どうせ、今度あったときはそれでいじられるとか考えていたから、そんなには傷つきはしない、カウフマンに悪気とかいい意味での遠慮がないのは知っているし。

「どう?この際、幸福の市場に来る?それで全部解決じゃない、どうせ貰い手、ないでしょ?」
「……、私。魚人なんかと戦わないよ」
「あぁ、そう。あ、そうだったわね」

思い出したのか、声だけは平静に言う。
そんな中、ユーリが

「悪いな。天才作家様は俺ら凛々の明星が勧誘中なんだわ」
「あら?凛々の明星って?」
「僕たちもギルドを作ったんです」
「素敵、それじゃ商売のお話しましょうか。相互利益は商売の基本、お互いのためになるわ」
「あー。」

と、新しい獲物を見つけたかのか、カウフマンの瞳が輝いた。
ユーリがギルドの根本的なこと、仕事は多重には受けられないと断ろうとするが、確かに凛々の明星とすれば幸福の市場に名前と信用を売るまたとない機会というのもある。

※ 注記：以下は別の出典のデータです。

//! Engine scenarios driven by a manual clock.

use std::sync::Arc;
use std::time::Duration;

use parking_lot::Mutex;

use crate::identifiers::Key;
use crate::protocol::{Message, PushRates, ResponseKind};

use super::*;

// ============================================================================
// Harness
// ============================================================================

struct Harness {
    engine: Engine,
    clock: ManualClock,
}

impl Harness {
    fn new(options: EngineOptions) -> Self {
        let clock = ManualClock::new();
        let engine = Engine::new(options).with_clock(Arc::new(clock.clone()));
        Self { engine, clock }
    }

    fn connected(options: EngineOptions) -> Self {
        let mut harness = Self::new(options);
        harness.engine.open();
        assert_eq!(harness.engine.take_actions(), vec![Action::Connect]);
        harness.engine.transport_opened();
        harness.engine.take_notifications();
        harness
    }

    fn advance(&mut self, by: Duration) {
        self.clock.advance(by);
        self.engine.handle_timers();
    }

    fn reply(&mut self, frame: &str) {
        self.engine.handle_data(&format!("{frame}\n"));
    }

    fn transmitted(&mut self) -> Vec<String> {
        self.engine
            .take_actions()
            .into_iter()
            .filter_map(|action| match action {
                Action::Transmit(text) => Some(text),
                _ => None,
            })
            .collect()
    }
}

type Log = Arc<Mutex<Vec<String>>>;

fn recorder(label: &'static str, log: &Log) -> Listener {
    let log = Arc::clone(log);
    Arc::new(move |message: &Message| {
        log.lock().push(format!("{label}:{}", message.payload()));
    })
}

fn hook(f: impl Fn(&Event<'_>) + Send + Sync + 'static) -> Hook {
    Arc::new(f)
}

fn new_log() -> Log {
    Arc::new(Mutex::new(Vec::new()))
}

const SEND_DELAY: Duration = Duration::from_millis(50);
const VERIFY_DELAY: Duration = Duration::from_secs(1);

// ============================================================================
// Connection Lifecycle
// ============================================================================

#[test]
fn test_open_installs_builtins_once_and_connects_from_closed() {
    let mut h = Harness::new(EngineOptions::default());
    assert!(!h.engine.hooks().builtins_installed());

    h.engine.open();
    h.engine.open();
    assert!(h.engine.hooks().builtins_installed());
    assert_eq!(h.engine.take_actions(), vec![Action::Connect]);
    assert_eq!(h.engine.state(), ConnectionState::Connecting);

    h.engine.transport_opened();
    assert!(h.engine.is_open());
    assert_eq!(
        h.engine.take_notifications(),
        vec![Notification::ConnectionOpened]
    );
}

#[test]
fn test_reconnect_stops_after_max_attempts() {
    let options = EngineOptions::new().with_max_reconnect_attempts(2);
    let mut h = Harness::new(options);
    h.engine.open();

    for _ in 0..2 {
        h.engine.transport_closed(CloseInfo::default());
        assert!(h.engine.next_deadline().is_some());
        h.advance(Duration::from_secs(1));
    }
    h.engine.transport_closed(CloseInfo::default());

    let connects = h
        .engine
        .take_actions()
        .into_iter()
        .filter(|action| *action == Action::Connect)
        .count();
    assert_eq!(connects, 3);
    assert!(h.engine.next_deadline().is_none());
    assert_eq!(h.engine.state(), ConnectionState::Closed);

    let notifications = h.engine.take_notifications();
    assert!(notifications.contains(&Notification::Reconnecting { attempt: 1 }));
    assert!(notifications.contains(&Notification::Reconnecting { attempt: 2 }));
    assert_eq!(
        notifications.last(),
        Some(&Notification::ReconnectExhausted { attempts: 2 })
    );

    h.advance(Duration::from_secs(10));
    assert!(h.engine.take_actions().is_empty());
}

#[test]
fn test_successful_open_resets_close_count() {
    let options = EngineOptions::new().with_max_reconnect_attempts(1);
    let mut h = Harness::connected(options);

    h.engine.transport_closed(CloseInfo::new(Some(1006), "abnormal"));
    assert_eq!(h.engine.close_count(), 1);
    h.advance(Duration::from_secs(1));
    assert_eq!(h.engine.take_actions(), vec![Action::Connect]);

    h.engine.transport_opened();
    assert_eq!(h.engine.close_count(), 0);

    h.engine.transport_closed(CloseInfo::default());
    assert!(h.engine.next_deadline().is_some());
}

#[test]
fn test_intentional_close_does_not_reconnect() {
    let mut h = Harness::connected(EngineOptions::default());

    h.engine.close();
    assert_eq!(h.engine.take_actions(), vec![Action::Disconnect]);
    assert_eq!(h.engine.state(), ConnectionState::Closing);

    h.engine.transport_closed(CloseInfo::new(Some(1000), ""));
    assert!(h.engine.next_deadline().is_none());
    let notifications = h.engine.take_notifications();
    assert!(
        !notifications
            .iter()
            .any(|n| matches!(n, Notification::ReconnectExhausted { .. }))
    );
}

#[test]
fn test_close_cancels_pending_reconnect() {
    let mut h = Harness::connected(EngineOptions::default());
    h.engine.transport_closed(CloseInfo::default());
    assert!(h.engine.next_deadline().is_some());

    h.engine.close();
    assert!(h.engine.next_deadline().is_none());
    h.advance(Duration::from_secs(5));
    assert!(h.engine.take_actions().is_empty());

    h.engine.open();
    assert_eq!(h.engine.take_actions(), vec![Action::Connect]);
}

#[test]
fn test_transport_error_keeps_state() {
    let mut h = Harness::connected(EngineOptions::default());
    h.engine.transport_error("broken pipe");
    assert!(h.engine.is_open());
    assert_eq!(
        h.engine.take_notifications(),
        vec![Notification::ConnectionError("broken pipe".to_string())]
    );
}

#[test]
fn test_unacknowledged_request_replayed_after_reconnect() {
    let mut h = Harness::connected(EngineOptions::default());
    h.engine.refresh(17u32);
    assert_eq!(h.transmitted(), vec![r#"{"WGP":17}"#]);

    h.engine.transport_closed(CloseInfo::default());
    h.advance(Duration::from_secs(1));
    assert_eq!(h.engine.take_actions(), vec![Action::Connect]);

    h.engine.transport_opened();
    assert_eq!(h.transmitted(), vec![r#"{"WGP":17}"#]);
    assert_eq!(h.engine.awaiting(), Some(ResponseKind::ParameterValue));
}

#[test]
fn test_no_replay_when_response_arrived() {
    let mut h = Harness::connected(EngineOptions::default());
    h.engine.refresh(17u32);
    h.reply(r#"{"MGP":{"MGPID":17}}"#);
    h.transmitted();

    h.engine.transport_closed(CloseInfo::default());
    h.advance(Duration::from_secs(1));
    h.engine.transport_opened();
    assert!(h.transmitted().is_empty());
}

#[test]
fn test_request_queued_while_closed_sent_once_on_reopen() {
    let mut h = Harness::connected(EngineOptions::default());
    h.engine.refresh(1u32);
    h.reply(r#"{"MGP":{"MGPID":1}}"#);
    h.transmitted();

    h.engine.transport_closed(CloseInfo::default());
    h.engine.refresh(2u32);
    h.advance(Duration::from_secs(1));
    assert_eq!(h.engine.take_actions(), vec![Action::Connect]);

    h.engine.transport_opened();
    assert_eq!(h.transmitted(), vec![r#"{"WGP":2}"#]);
    assert_eq!(h.engine.awaiting(), Some(ResponseKind::ParameterValue));
}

「それなら、商売じゃなくてギルド同士の協力っていうことでどう?それならギルドの信義に反しなくってよ。それにうちと仲良くしておくと色々お得よ〜?ね、エル」
「さぁ……?」
「あ…うー、えと」

確かに幸福の市場の名前だけで特をすることがあるはあるけど、私的には失うものの方が多いと思う。
決めかねるカロルはユーリを見上げた。

「分かったよ、けど俺達はノードポリカに行きたいんだ。遠回りはごめんだぜ」
「構わないわ、魚人が出るのはここの近海だもの。こちらとしてはよその港に行けさえすればそれでいいの。そしたら、そこから幾らでも船を手配できるから」
「ちょ、本気なの、ユーリ」

本当にこの場から逃げ出したくて仕方ない。
カウフマンと一緒にいると、必ず仕事しろとかどやされるし、それに船の件だってあるのだ。

凛々の明星には悪いけど、私は反対させていただく、

「幸福の市場のいい話だよね。報酬がついでで手に入るんだもん」
「生意気なこと言うようになったわね。でもいいわ。あなたがそう言うと思ってもう一ついい話をつけようと思っていたのよ」
「え?」
「無事についたら使った船を進呈するわ」
「ほ、ほんと!?」

私を押しのけて、カウフマンに詰め寄ったカロル。
カウフマンの性格がどこで変わったのか、と聞きたくなるほど破格なものだった。
けど、

「どうだかな。それだけ魚人ってのが厄介だってことだろ」
「まぁね、あとこの話には一つ条件があるわ」
「条件?」
「その子の同行させること。100%あなたたちを信用したってわけじゃないの。それはいいわね」
「な、なんで私?」

カウフマンが指差したのは私だ。
確かに彼女と何度か仕事をしたことだってあるし、難なく一人でこなしたことだってある。

「決まり、だな」
「えぇ」

満面な笑みでジュディスはこちらに歩み寄ってくる。
脇はリタとエステルに挟まれて、完全に逃げ場を失っていた。
私の、
声にならない悲鳴がトリム港に木霊した。